How To Get Your Other Half On Board With Your Dreams

How To Get Your Other Half On Board With Your Dreams - full title version

Some pairings are a match made in heaven. Peaches and cream, summer and sand and me and Prince Harry. Ok I’ll correct that statement, it’s strawberries and cream not peaches. Similarly, some pairings are not meant to be, but we have learned to adapt; especially when it comes to relationships.¬†¬†Sure he likes Star Wars, you thought Obe Wan Kenobi was a Japanese appetizer. You love indulging in a pedicure, he doesn’t understand why you would PAY a stranger to touch your feet.

Although tedious, these differences of opinion can be part of the magic in a relationships (opposites attract anyone?) What is not magical is when you stop seeing eye to eye on the big ticket items – like each other’s deepest dreams and most out-there goals usually reserved for that “journal” he claims he doesn’t keep.

So you want to be a pilot but your partner is terrified of flying. He wants to be a pro golfer but you think he’ll never be good enough and don’t want to burst his Tiger Woods shaped fantasy bubble. Hmm this is a quite a tizzy you have found yourselves in but there are a couple of things that can help your other half get on board with your dreams.


1. The C Word – Compromise

When you enter into a relationship you pledge to remember this bond consists of more than just one mind. This reality can be particularly difficult for my homegirls with a strong independent streak or those used to being single. Sure the cuddles are great but now you gotta share the bed.

The easiest way to approach a situation where you will need to compromise is to be prepared to give and take. She want to be a fashion designer in Milan but his dream to work in mining doesn’t fit so well amongst the Prada of the Italian mecca of style. So perhaps you decide to relocate your designing dream to Melbourne so your man can get all dirty in the nearby rural mines. (attention back here ladies, I see where your minds are going…)

2. Stop Making Them Your Head Cheerleader

Everyone loves having a cheerleader. I would love an entire squad on hand ready to pep me up every time I hit the “its too hard button”. They could even write and perform my own personal cheer. Like a version of the banana, nanna, fo fanna song but more inspirational.

Of course it is imperative that they respect your new found passion for checkers or friands or flower arranging but I’m not scared to put it out there – they don’t have to be your head cheerleader. I really enjoy blogging and sharing my writing with others. My other half doesn’t really know what a blog is and thinks the books in the bookstore wrote themselves (well except for J K Rowling, he is very intimately acquainted with her authorship, would most definitely leave me for her should the opportunity arise.)

After spending a while trying to force him to get excited about my passion, I stopped and considered. He is a civil engineer who finds roads, and footpaths and car parks endlessly fascinating. I will never find these things fascinating. After this realisation, I took off my hypocrite hat and just let it go.

Don’t force someone to cheer a song they don’t know the words to.

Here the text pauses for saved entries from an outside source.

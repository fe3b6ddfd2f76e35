//! Downloading path lists over HTTP

use super::HashDatabase;
use crate::{Result, VfsError};
use flate2::read::GzDecoder;
use std::io::Read;
use std::path::Path;
use std::time::Duration;
use tracing::info;

const GZIP_MAGIC: [u8; 2] = [0x1f, 0x8b];

/// Fetch a newline-delimited path list. Gzip-compressed bodies are
/// detected by their magic bytes and inflated.
pub async fn download_path_list(url: &str) -> Result<Vec<String>> {
    let _ = rustls::crypto::ring::default_provider().install_default();

    let client = reqwest::Client::builder()
        .timeout(Duration::from_secs(300))
        .build()
        .map_err(|e| VfsError::Download(e.to_string()))?;

    let body = client
        .get(url)
        .send()
        .await
        .and_then(reqwest::Response::error_for_status)
        .map_err(|e| VfsError::Download(format!("{url}: {e}")))?
        .bytes()
        .await
        .map_err(|e| VfsError::Download(format!("{url}: {e}")))?;

    let text = if body.starts_with(&GZIP_MAGIC) {
        let mut text = String::new();
        GzDecoder::new(body.as_ref())
            .read_to_string(&mut text)
            .map_err(|e| VfsError::Download(format!("{url}: gzip body: {e}")))?;
        text
    } else {
        String::from_utf8_lossy(&body).into_owned()
    };

    let paths: Vec<String> = text
        .lines()
        .map(str::trim)
        .filter(|line| !line.is_empty())
        .map(String::from)
        .collect();

    info!("Downloaded {} paths from {}", paths.len(), url);
    Ok(paths)
}

/// Download a path list, build the database and write its cache file
pub async fn write_cached_file_from_url<P: AsRef<Path>>(url: &str, cache_path: P) -> Result<HashDatabase> {
    let paths = download_path_list(url).await?;
    let cache_path = cache_path.as_ref().to_path_buf();

    tokio::task::spawn_blocking(move || {
        let db = HashDatabase::build(paths);
        db.save(&cache_path)?;
        Ok::<_, VfsError>(db)
    })
    .await
    .map_err(|e| VfsError::Task(e.to_string()))?
}
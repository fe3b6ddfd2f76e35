//! Writes synthetic `sqpack/` directories
//!
//! Hashes and index ids are supplied by the caller so this crate does not
//! depend on the crates it helps test.

use crate::encode::{ALIGNMENT, push_u32};
use std::collections::BTreeMap;
use std::io;
use std::path::{Path, PathBuf};

const SQPACK_HEADER_SIZE: usize = 0x400;
const SEGMENT_HEADER_SIZE: usize = 0x400;
const SYNONYM_PATH_SIZE: usize = 240;

#[derive(Default)]
struct IndexSet {
    dat: Vec<u8>,
    rows: BTreeMap<(u32, u32), u32>,
    synonyms: Vec<(u32, u32, u32, String)>,
    /// Rows left in the synonym segment after the terminator
    stale_synonyms: Vec<(u32, u32, String)>,
}

impl IndexSet {
    fn append(&mut self, packed_file: &[u8]) -> u64 {
        if self.dat.is_empty() {
            self.dat = sqpack_header(1);
            self.dat.resize(SQPACK_HEADER_SIZE + SEGMENT_HEADER_SIZE, 0);
        }
        let offset = self.dat.len() as u64;
        self.dat.extend_from_slice(packed_file);
        self.dat.resize(self.dat.len().next_multiple_of(ALIGNMENT), 0);
        offset
    }
}

/// Builder for a synthetic game directory
///
/// Every index set gets a single `.dat0`.
pub struct GameDirBuilder {
    platform: String,
    sets: BTreeMap<u32, IndexSet>,
}

impl Default for GameDirBuilder {
    fn default() -> Self {
        Self::new()
    }
}

impl GameDirBuilder {
    /// Empty builder for the `win32` platform
    pub fn new() -> Self {
        Self {
            platform: "win32".to_string(),
            sets: BTreeMap::new(),
        }
    }

    /// Use a different platform suffix in file names
    pub fn with_platform(mut self, platform: &str) -> Self {
        self.platform = platform.to_string();
        self
    }

    /// Add a file addressed by its hash pair. Returns its offset in `.dat0`.
    pub fn add_file(
        &mut self,
        index_id: u32,
        folder_hash: u32,
        file_hash: u32,
        packed_file: &[u8],
    ) -> u64 {
        let set = self.sets.entry(index_id).or_default();
        let offset = set.append(packed_file);
        set.rows.insert((folder_hash, file_hash), locator(offset, false));
        offset
    }

    /// Add a file whose hash pair collides with another path.
    ///
    /// The hash row gets the synonym flag and the file is listed in the
    /// synonym table under its literal `path`.
    pub fn add_synonym(
        &mut self,
        index_id: u32,
        folder_hash: u32,
        file_hash: u32,
        path: &str,
        packed_file: &[u8],
    ) -> u64 {
        let set = self.sets.entry(index_id).or_default();
        let offset = set.append(packed_file);
        set.rows.insert((folder_hash, file_hash), locator(0, true));
        set.synonyms
            .push((folder_hash, file_hash, locator(offset, false), path.to_string()));
        offset
    }

    /// Leave a well-formed synonym row after the table's terminator.
    ///
    /// Readers must stop at the terminator and never report this row.
    pub fn add_stale_synonym(&mut self, index_id: u32, folder_hash: u32, file_hash: u32, path: &str) {
        self.sets
            .entry(index_id)
            .or_default()
            .stale_synonyms
            .push((folder_hash, file_hash, path.to_string()));
    }

    /// Add an index set with no files
    pub fn add_index(&mut self, index_id: u32) {
        self.sets.entry(index_id).or_default();
    }

    /// Write `sqpack/{ffxiv|exN}/{id}.{platform}.index` and `.dat0` under `root`
    pub fn write(&self, root: &Path) -> io::Result<()> {
        for (&index_id, set) in &self.sets {
            let dir = root.join("sqpack").join(expansion_dir(index_id));
            std::fs::create_dir_all(&dir)?;

            let stem = format!("{index_id:06x}.{}", self.platform);
            std::fs::write(dir.join(format!("{stem}.index")), build_index(set))?;

            let dat = if set.dat.is_empty() {
                let mut dat = sqpack_header(1);
                dat.resize(SQPACK_HEADER_SIZE + SEGMENT_HEADER_SIZE, 0);
                dat
            } else {
                set.dat.clone()
            };
            std::fs::write(dir.join(format!("{stem}.dat0")), dat)?;
        }
        Ok(())
    }

    /// Write into a fresh temporary directory
    pub fn write_temp(&self) -> io::Result<tempfile::TempDir> {
        let dir = tempfile::tempdir()?;
        self.write(dir.path())?;
        Ok(dir)
    }

    /// Path of the `.dat0` file for `index_id` under `root`
    pub fn dat_path(&self, root: &Path, index_id: u32) -> PathBuf {
        root.join("sqpack")
            .join(expansion_dir(index_id))
            .join(format!("{index_id:06x}.{}.dat0", self.platform))
    }
}

fn expansion_dir(index_id: u32) -> String {
    match (index_id >> 8) & 0xFF {
        0 => "ffxiv".to_string(),
        n => format!("ex{n}"),
    }
}

fn locator(offset: u64, synonym: bool) -> u32 {
    (offset / 8) as u32 | u32::from(synonym)
}

fn sqpack_header(kind: u32) -> Vec<u8> {
    let mut out = Vec::with_capacity(SQPACK_HEADER_SIZE);
    out.extend_from_slice(b"SqPack\0\0");
    out.extend_from_slice(&[0, 0, 0, 0]);
    push_u32(&mut out, SQPACK_HEADER_SIZE as u32);
    push_u32(&mut out, 1);
    push_u32(&mut out, kind);
    out.resize(SQPACK_HEADER_SIZE, 0);
    out
}

fn push_segment(out: &mut Vec<u8>, offset: usize, size: usize) {
    push_u32(out, offset as u32);
    push_u32(out, size as u32);
    out.resize(out.len() + 20 + 44, 0);
}

fn push_synonym_row(out: &mut Vec<u8>, folder: u32, file: u32, packed: u32, conflict_index: usize, path: &str) {
    push_u32(out, file);
    push_u32(out, folder);
    push_u32(out, packed);
    push_u32(out, conflict_index as u32);
    let mut name = path.as_bytes().to_vec();
    name.resize(SYNONYM_PATH_SIZE, 0);
    out.extend_from_slice(&name);
}

fn build_index(set: &IndexSet) -> Vec<u8> {
    let mut hash_table = Vec::with_capacity(set.rows.len() * 16);
    // BTreeMap order is (folder, file), which is the composite-hash order
    for (&(folder, file), &packed) in &set.rows {
        push_u32(&mut hash_table, file);
        push_u32(&mut hash_table, folder);
        push_u32(&mut hash_table, packed);
        push_u32(&mut hash_table, 0);
    }

    let mut synonym_table = Vec::new();
    for (conflict_index, (folder, file, packed, path)) in set.synonyms.iter().enumerate() {
        push_synonym_row(&mut synonym_table, *folder, *file, *packed, conflict_index, path);
    }
    if !set.synonyms.is_empty() || !set.stale_synonyms.is_empty() {
        // Terminator row
        synonym_table.resize(synonym_table.len() + 256, 0);
    }
    for (conflict_index, (folder, file, path)) in set.stale_synonyms.iter().enumerate() {
        let conflict_index = set.synonyms.len() + conflict_index;
        push_synonym_row(&mut synonym_table, *folder, *file, locator(0, false), conflict_index, path);
    }

    let hash_offset = SQPACK_HEADER_SIZE + SEGMENT_HEADER_SIZE;
    let synonym_offset = hash_offset + hash_table.len();
    let end = synonym_offset + synonym_table.len();

    let mut out = sqpack_header(2);
    push_u32(&mut out, SEGMENT_HEADER_SIZE as u32);
    push_u32(&mut out, 1);
    push_segment(&mut out, hash_offset, hash_table.len());
    push_u32(&mut out, 1);
    push_segment(&mut out, synonym_offset, synonym_table.len());
    push_segment(&mut out, end, 0);
    push_segment(&mut out, end, 0);
    push_u32(&mut out, 0);
    out.resize(hash_offset, 0);
    out.extend_from_slice(&hash_table);
    out.extend_from_slice(&synonym_table);
    out
}

#[cfg(test)]
mod tests {
    use super::*;
    use crate::encode::{Block, standard_file};

    #[test]
    fn test_layout_on_disk() {
        let mut builder = GameDirBuilder::new();
        let offset = builder.add_file(0x0a0000, 1, 2, &standard_file(&[Block::Raw(vec![1; 8])]));
        assert_eq!(offset, 0x800);
        builder.add_index(0x020101);

        let dir = builder.write_temp().unwrap();
        assert!(dir.path().join("sqpack/ffxiv/0a0000.win32.index").is_file());
        assert!(dir.path().join("sqpack/ex1/020101.win32.index").is_file());
        assert!(builder.dat_path(dir.path(), 0x0a0000).is_file());

        let index = std::fs::read(dir.path().join("sqpack/ffxiv/0a0000.win32.index")).unwrap();
        assert_eq!(&index[..6], b"SqPack");
        assert_eq!(index.len(), 0x800 + 16);
    }

    #[test]
    fn test_locator_encoding() {
        assert_eq!(locator(0x800, false), 0x100);
        assert_eq!(locator(0, true), 1);
    }
}
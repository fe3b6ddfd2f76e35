//! Open file bindings and their LRU cache
//!
//! A [`FileLookup`] ties a tree file to its dat file and packed header; the
//! block layout is resolved by the first stream that reads. Streams handed out by [`FileLookup::create_stream`] are clones of
//! a prototype: they share the layout and the dat handle but keep their own
//! position and block buffer, so several readers can use one lookup at once.

use crate::archive::DatFile;
use crate::resource::Resource;
use crate::tree::{FileId, VirtualFileSystem};
use crate::Result;
use lru::LruCache;
use parking_lot::Mutex;
use sqpack_formats::{IndexId, PackedFileHeader, PackedFileKind, PackedFileStream};
use std::num::NonZeroUsize;
use std::sync::Arc;
use tracing::debug;

/// A file bound to its packed data
pub struct FileLookup {
    file: FileId,
    path: String,
    index_id: IndexId,
    data_file_id: u8,
    offset: u64,
    header: PackedFileHeader,
    kind: PackedFileKind,
    prototype: PackedFileStream<Arc<DatFile>>,
}

impl FileLookup {
    /// Bind a file: open its dat file and read its packed header.
    ///
    /// The block layout is left to the first stream access.
    pub fn open(vfs: &VirtualFileSystem, file: FileId) -> Result<Self> {
        let (index_id, data_file_id, offset) = vfs.file_location(file)?;
        let path = vfs.file_path(file)?;
        let dat = vfs.game_data().open_dat(index_id, data_file_id)?;

        let header = PackedFileHeader::read_from(dat.as_ref(), offset)?;
        let kind = header.kind()?;
        debug!(
            "Bound {} to {:?} at {:#x}: {} file, {} bytes",
            path,
            dat.path(),
            offset,
            kind,
            header.decompressed_size
        );

        Ok(Self {
            file,
            path,
            index_id,
            data_file_id,
            offset,
            header,
            kind,
            prototype: PackedFileStream::new(dat, offset),
        })
    }

    /// File this lookup belongs to
    pub const fn file(&self) -> FileId {
        self.file
    }

    /// Full path at the time the lookup was created
    pub fn path(&self) -> &str {
        &self.path
    }

    /// Index set holding the file
    pub const fn index_id(&self) -> IndexId {
        self.index_id
    }

    /// `N` in `.datN`
    pub const fn data_file_id(&self) -> u8 {
        self.data_file_id
    }

    /// Byte offset of the packed file in its dat file
    pub const fn offset(&self) -> u64 {
        self.offset
    }

    /// Packed-file type
    pub const fn kind(&self) -> PackedFileKind {
        self.kind
    }

    /// Packed-file header as stored
    pub const fn header(&self) -> &PackedFileHeader {
        &self.header
    }

    /// Logical size in bytes
    pub fn size(&self) -> Result<u64> {
        Ok(u64::from(self.header.decompressed_size))
    }

    /// Whether the block layout has been resolved by a stream yet
    pub fn layout_resolved(&self) -> bool {
        self.prototype.layout_resolved()
    }

    /// On-disk space reserved for the entry, padding included
    pub const fn reserved_bytes(&self) -> u64 {
        self.header.reserved_bytes()
    }

    /// On-disk space actually used by the entry
    pub const fn occupied_bytes(&self) -> u64 {
        self.header.occupied_bytes()
    }

    /// Fresh seekable stream positioned at 0
    pub fn create_stream(&self) -> PackedFileStream<Arc<DatFile>> {
        self.prototype.clone()
    }

    /// Decompress the whole file
    pub fn read_all(&self) -> Result<Vec<u8>> {
        Ok(self.create_stream().read_all()?)
    }

    /// Decode the file contents as `T`
    pub fn as_resource<T: Resource>(&self) -> Result<T> {
        T::from_packed(self.read_all()?, Some(&self.path))
    }
}

/// Bounded LRU of file lookups
pub struct LookupCache {
    entries: Mutex<LruCache<FileId, Arc<FileLookup>>>,
}

impl LookupCache {
    /// Cache holding at most `capacity` lookups
    pub fn new(capacity: NonZeroUsize) -> Self {
        Self {
            entries: Mutex::new(LruCache::new(capacity)),
        }
    }

    /// Cached lookup for `file`, or build one with `open`.
    ///
    /// `open` runs without the cache lock held. A failed build leaves the
    /// cache unchanged. When two callers build the same lookup concurrently
    /// the first insert wins.
    pub fn get_or_insert_with<F>(&self, file: FileId, open: F) -> Result<Arc<FileLookup>>
    where
        F: FnOnce() -> Result<FileLookup>,
    {
        if let Some(hit) = self.entries.lock().get(&file) {
            return Ok(Arc::clone(hit));
        }

        let built = Arc::new(open()?);

        let mut entries = self.entries.lock();
        if let Some(existing) = entries.get(&file) {
            return Ok(Arc::clone(existing));
        }
        if let Some((evicted, _)) = entries.push(file, Arc::clone(&built)) {
            debug!("Evicted lookup for {} from cache", evicted);
        }
        Ok(built)
    }

    /// Cached lookup without building one
    pub fn get(&self, file: FileId) -> Option<Arc<FileLookup>> {
        self.entries.lock().get(&file).cloned()
    }

    /// Whether `file` is cached, without touching its recency
    pub fn contains(&self, file: FileId) -> bool {
        self.entries.lock().contains(&file)
    }

    /// Number of cached lookups
    pub fn len(&self) -> usize {
        self.entries.lock().len()
    }

    /// Whether the cache is empty
    pub fn is_empty(&self) -> bool {
        self.entries.lock().is_empty()
    }

    /// Maximum number of cached lookups
    pub fn capacity(&self) -> usize {
        self.entries.lock().cap().get()
    }

    /// Drop every cached lookup
    pub fn clear(&self) {
        self.entries.lock().clear();
    }
}
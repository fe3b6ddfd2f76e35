//! Browsable virtual filesystem over a SqPack game archive.
//!
//! SqPack indexes only store hashes of paths. This crate pairs them with a
//! [`HashDatabase`] of known paths and exposes the result as a lazily built
//! folder tree:
//!
//! - **Hash database**: known folder and file names keyed by `(index id,
//!   hash)`, built from a path list and cached as a compressed blob
//! - **Archive access**: discovery of `.index`/`.datN` sets under `sqpack/`
//!   and shared read handles to dat files
//! - **Virtual filesystem**: folders are populated on first access by a
//!   single background task; file names are resolved in a separate pass
//! - **Lookup cache**: bounded LRU of open file bindings
//! - **Search**: cancellable, time-bounded query matching over the tree
//!
//! # Example
//!
//! ```rust,no_run
//! use sqpack_vfs::{VfsConfig, VirtualFileSystem};
//!
//! # async fn example() -> Result<(), Box<dyn std::error::Error>> {
//! let config = VfsConfig::new("/path/to/game").with_hash_db_cache("paths.db");
//! let vfs = VirtualFileSystem::open(config)?;
//!
//! let root = vfs.folders_resolved(vfs.root()).await?;
//! for category in vfs.folders(root)? {
//!     println!("{}", vfs.folder_path(category)?);
//! }
//!
//! let file = vfs.find_file("exd/root.exl").await?;
//! let bytes = vfs.lookup(file)?.read_all()?;
//! println!("{} bytes", bytes.len());
//! # Ok(())
//! # }
//! ```

#![warn(missing_docs)]

use sqpack_formats::{IndexId, SqPackError};
use thiserror::Error;

// Archive discovery and dat handles
pub mod archive;

// Cooperative cancellation
pub mod cancel;

// Configuration
pub mod config;

// Known path names
pub mod hashdb;

// Open file bindings
pub mod lookup;

// Typed views over file contents
pub mod resource;

// Query matching over the tree
pub mod search;

// Lazy folder tree
pub mod tree;

pub use archive::{DatFile, GameData};
pub use cancel::CancellationToken;
pub use config::VfsConfig;
pub use hashdb::{FolderEntry, HashDatabase};
pub use lookup::{FileLookup, LookupCache};
pub use resource::Resource;
pub use search::{MatchOutcome, Query, SearchObserver, SearchOptions, SearchProgress, SearchResults};
pub use tree::{FileId, FolderId, NodeId, ResolutionState, VirtualFileSystem};

/// Result type for virtual filesystem operations.
pub type Result<T> = std::result::Result<T, VfsError>;

/// Errors that can occur while browsing an archive.
#[derive(Debug, Error)]
pub enum VfsError {
    /// I/O error occurred.
    #[error("I/O error: {0}")]
    Io(#[from] std::io::Error),

    /// Archive format error.
    #[error("Format error: {0}")]
    Format(#[from] SqPackError),

    /// No `.index` file exists for this index id.
    #[error("Index not found: {0}")]
    IndexNotFound(IndexId),

    /// Folder id or path not present in the tree.
    #[error("Folder not found: {0}")]
    FolderNotFound(String),

    /// File id or path not present in the archive.
    #[error("File not found: {0}")]
    FileNotFound(String),

    /// Hash database cache failed validation.
    #[error("Hash database cache corrupt: {0}")]
    CacheCorrupt(String),

    /// Search query could not be parsed.
    #[error("Invalid query: {0}")]
    InvalidQuery(String),

    /// Operation was cancelled.
    #[error("Operation cancelled")]
    Cancelled,

    /// Background task failed to complete.
    #[error("Background task failed: {0}")]
    Task(String),

    /// Configuration error.
    #[error("Configuration error: {0}")]
    Config(String),

    /// Path list download failed.
    #[cfg(feature = "remote")]
    #[error("Download failed: {0}")]
    Download(String),
}

impl From<VfsError> for std::io::Error {
    fn from(error: VfsError) -> Self {
        match error {
            VfsError::Io(e) => e,
            VfsError::Format(e) => e.into_io(),
            other => Self::other(other),
        }
    }
}
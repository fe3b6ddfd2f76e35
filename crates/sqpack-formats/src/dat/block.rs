//! Compressed block decoding
//!
//! Every block starts with a 16-byte header. A `compressed_size` of 32000
//! marks a block stored raw; anything else is raw DEFLATE that must inflate
//! to exactly `decompressed_size` bytes.

use crate::error::{Result, SqPackError};
use binrw::BinRead;
use binrw::io::Cursor;
use flate2::read::DeflateDecoder;
use std::io::Read;
use tracing::trace;

/// Size of the per-block header
pub const BLOCK_HEADER_SIZE: usize = 16;

/// `compressed_size` value marking a block that is stored uncompressed
pub const UNCOMPRESSED_BLOCK_MARKER: u32 = 32000;

/// Upper bound on a single block's decompressed size
///
/// Shipped blocks never exceed 16000 bytes; the bound keeps a corrupt
/// header from requesting an absurd allocation.
pub const MAX_BLOCK_DECOMPRESSED_SIZE: u32 = 1024 * 1024;

/// Header at the start of every block
#[derive(Debug, Clone, Copy, PartialEq, Eq, BinRead)]
#[br(little)]
pub struct BlockHeader {
    /// Size of this header (payload starts here)
    pub header_size: u32,
    /// Always 0 in shipped data
    pub version: u32,
    /// Payload size, or 32000 for a raw block
    pub compressed_size: u32,
    /// Size after decompression
    pub decompressed_size: u32,
}

impl BlockHeader {
    /// Parse a block header and check it is usable
    pub fn parse(bytes: &[u8], block_offset: u64) -> Result<Self> {
        if bytes.len() < BLOCK_HEADER_SIZE {
            return Err(SqPackError::InvalidBlockHeader {
                offset: block_offset,
                reason: format!("block of {} bytes is smaller than its header", bytes.len()),
            });
        }

        let header = Self::read(&mut Cursor::new(bytes))?;

        if (header.header_size as usize) < BLOCK_HEADER_SIZE {
            return Err(SqPackError::InvalidBlockHeader {
                offset: block_offset,
                reason: format!("header size {} below minimum", header.header_size),
            });
        }
        if header.decompressed_size > MAX_BLOCK_DECOMPRESSED_SIZE {
            return Err(SqPackError::InvalidBlockHeader {
                offset: block_offset,
                reason: format!("decompressed size {} too large", header.decompressed_size),
            });
        }

        Ok(header)
    }

    /// Stored without compression
    pub const fn is_raw(&self) -> bool {
        self.compressed_size == UNCOMPRESSED_BLOCK_MARKER
    }

    /// Number of payload bytes following the header
    pub const fn payload_size(&self) -> usize {
        if self.is_raw() {
            self.decompressed_size as usize
        } else {
            self.compressed_size as usize
        }
    }
}

/// Decode one block into `out`, replacing its contents.
///
/// `block` holds the physical block bytes starting at its header; trailing
/// alignment padding is ignored.
pub fn decode_block(block: &[u8], block_offset: u64, out: &mut Vec<u8>) -> Result<BlockHeader> {
    let header = BlockHeader::parse(block, block_offset)?;

    let start = header.header_size as usize;
    let end = start + header.payload_size();
    let payload = block.get(start..end).ok_or_else(|| SqPackError::InvalidBlockHeader {
        offset: block_offset,
        reason: format!(
            "payload 0x{start:X}..0x{end:X} exceeds block size 0x{:X}",
            block.len()
        ),
    })?;

    out.clear();
    let expected = header.decompressed_size as usize;

    if header.is_raw() {
        trace!("Raw block at 0x{:X}: {} bytes", block_offset, expected);
        out.extend_from_slice(payload);
        return Ok(header);
    }

    out.reserve(expected);
    DeflateDecoder::new(payload)
        .take(expected as u64 + 1)
        .read_to_end(out)
        .map_err(|e| SqPackError::DecompressionFailed(format!("block at 0x{block_offset:X}: {e}")))?;

    if out.len() != expected {
        return Err(SqPackError::SizeMismatch {
            expected,
            actual: out.len(),
        });
    }

    trace!(
        "Inflated block at 0x{:X}: {} -> {} bytes",
        block_offset,
        payload.len(),
        expected
    );
    Ok(header)
}

#[cfg(test)]
#[allow(clippy::unwrap_used)]
mod tests {
    use super::*;
    use flate2::Compression;
    use flate2::write::DeflateEncoder;
    use std::io::Write;

    fn block(compressed_size: u32, decompressed_size: u32, payload: &[u8]) -> Vec<u8> {
        let mut out = Vec::new();
        out.extend_from_slice(&16u32.to_le_bytes());
        out.extend_from_slice(&0u32.to_le_bytes());
        out.extend_from_slice(&compressed_size.to_le_bytes());
        out.extend_from_slice(&decompressed_size.to_le_bytes());
        out.extend_from_slice(payload);
        out.resize(out.len().next_multiple_of(128), 0);
        out
    }

    #[test]
    fn test_raw_block_is_copied_verbatim() {
        let payload: Vec<u8> = (0..200u32).map(|i| (i * 7) as u8).collect();
        let data = block(UNCOMPRESSED_BLOCK_MARKER, 200, &payload);

        let mut out = Vec::new();
        let header = decode_block(&data, 0, &mut out).unwrap();
        assert!(header.is_raw());
        assert_eq!(out, payload);
    }

    #[test]
    fn test_deflate_block() {
        let payload = b"hello hello hello hello hello".repeat(10);
        let mut encoder = DeflateEncoder::new(Vec::new(), Compression::default());
        encoder.write_all(&payload).unwrap();
        let compressed = encoder.finish().unwrap();

        let data = block(compressed.len() as u32, payload.len() as u32, &compressed);
        let mut out = vec![0xAA; 4];
        decode_block(&data, 0x80, &mut out).unwrap();
        assert_eq!(out, payload);
    }

    #[test]
    fn test_size_mismatch_is_an_error() {
        let payload = b"abcdefgh".repeat(4);
        let mut encoder = DeflateEncoder::new(Vec::new(), Compression::default());
        encoder.write_all(&payload).unwrap();
        let compressed = encoder.finish().unwrap();

        let data = block(compressed.len() as u32, 64, &compressed);
        let mut out = Vec::new();
        assert!(matches!(
            decode_block(&data, 0, &mut out),
            Err(SqPackError::SizeMismatch {
                expected: 64,
                actual: 32
            })
        ));
    }

    #[test]
    fn test_undersized_block_is_an_error() {
        let mut out = Vec::new();
        assert!(matches!(
            decode_block(&[0u8; 8], 0x400, &mut out),
            Err(SqPackError::InvalidBlockHeader { offset: 0x400, .. })
        ));
    }

    #[test]
    fn test_payload_overrun_is_an_error() {
        let mut data = block(UNCOMPRESSED_BLOCK_MARKER, 100, &[1u8; 100]);
        data.truncate(64);
        let mut out = Vec::new();
        assert!(matches!(
            decode_block(&data, 0, &mut out),
            Err(SqPackError::InvalidBlockHeader { .. })
        ));
    }
}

Merging two lives together is never easy. There will be arguments, and words had that might come from a place of regret, misunderstanding or resentment. But getting through all of that leads to a harmonious place where you can both work hand in hand to dominate your dreams together. And think of the celebratory special cuddles when you do!

Have you been finding it hard to align your dreams with your partner?
What tactics do you use to find common ground?

Much love and till later

Sez xx

6 comments

  1. Jess says:

    HELL YES! I wrote something similar because Andrew actually just doesn’t care about my blog. Sure, he supports whatever I do as long as it makes me happy, but he’s not reading it and that’s totally fine. You don’t need someone shaking their pom poms for you every second of everyday!

    • Sarah says:

      I’ll pop over to your internet playground and check out your perspective – bless their souls they do try :) That is completely right, I’ll shake my own pom poms thank you very much!

  2. brittanyssp says:

    Love this. I know SO many people who seem to think if they compromise at all it means they are clingy, or dependent, or have no self-esteem. It bums me out, because our choices shouldn’t be our dreams OR a relationship. Also…they would never put up with their partner treating them that way so why the double standard?

    I personally need to work on the cheerleader thing though. For a while my husband & I were dealing with things that only we understand, and I have to remind myself that it isn’t that way with EVERYTHING. Sometimes he just isn’t going to care as much, and I need to be a big girl and do it myself.

    • Sarah says:

      Hi Brittany! It is a little hard for me to admit but I do have a tendency to view compromise as a weakness as I am a very independent person. But as I’m making some big life decisions at the moment, I’ve realised I want my dream and my relationship and that it requires a little selflessness. Sounds like you’ve got a good balanced head on your shoulders :) Thanks for reading!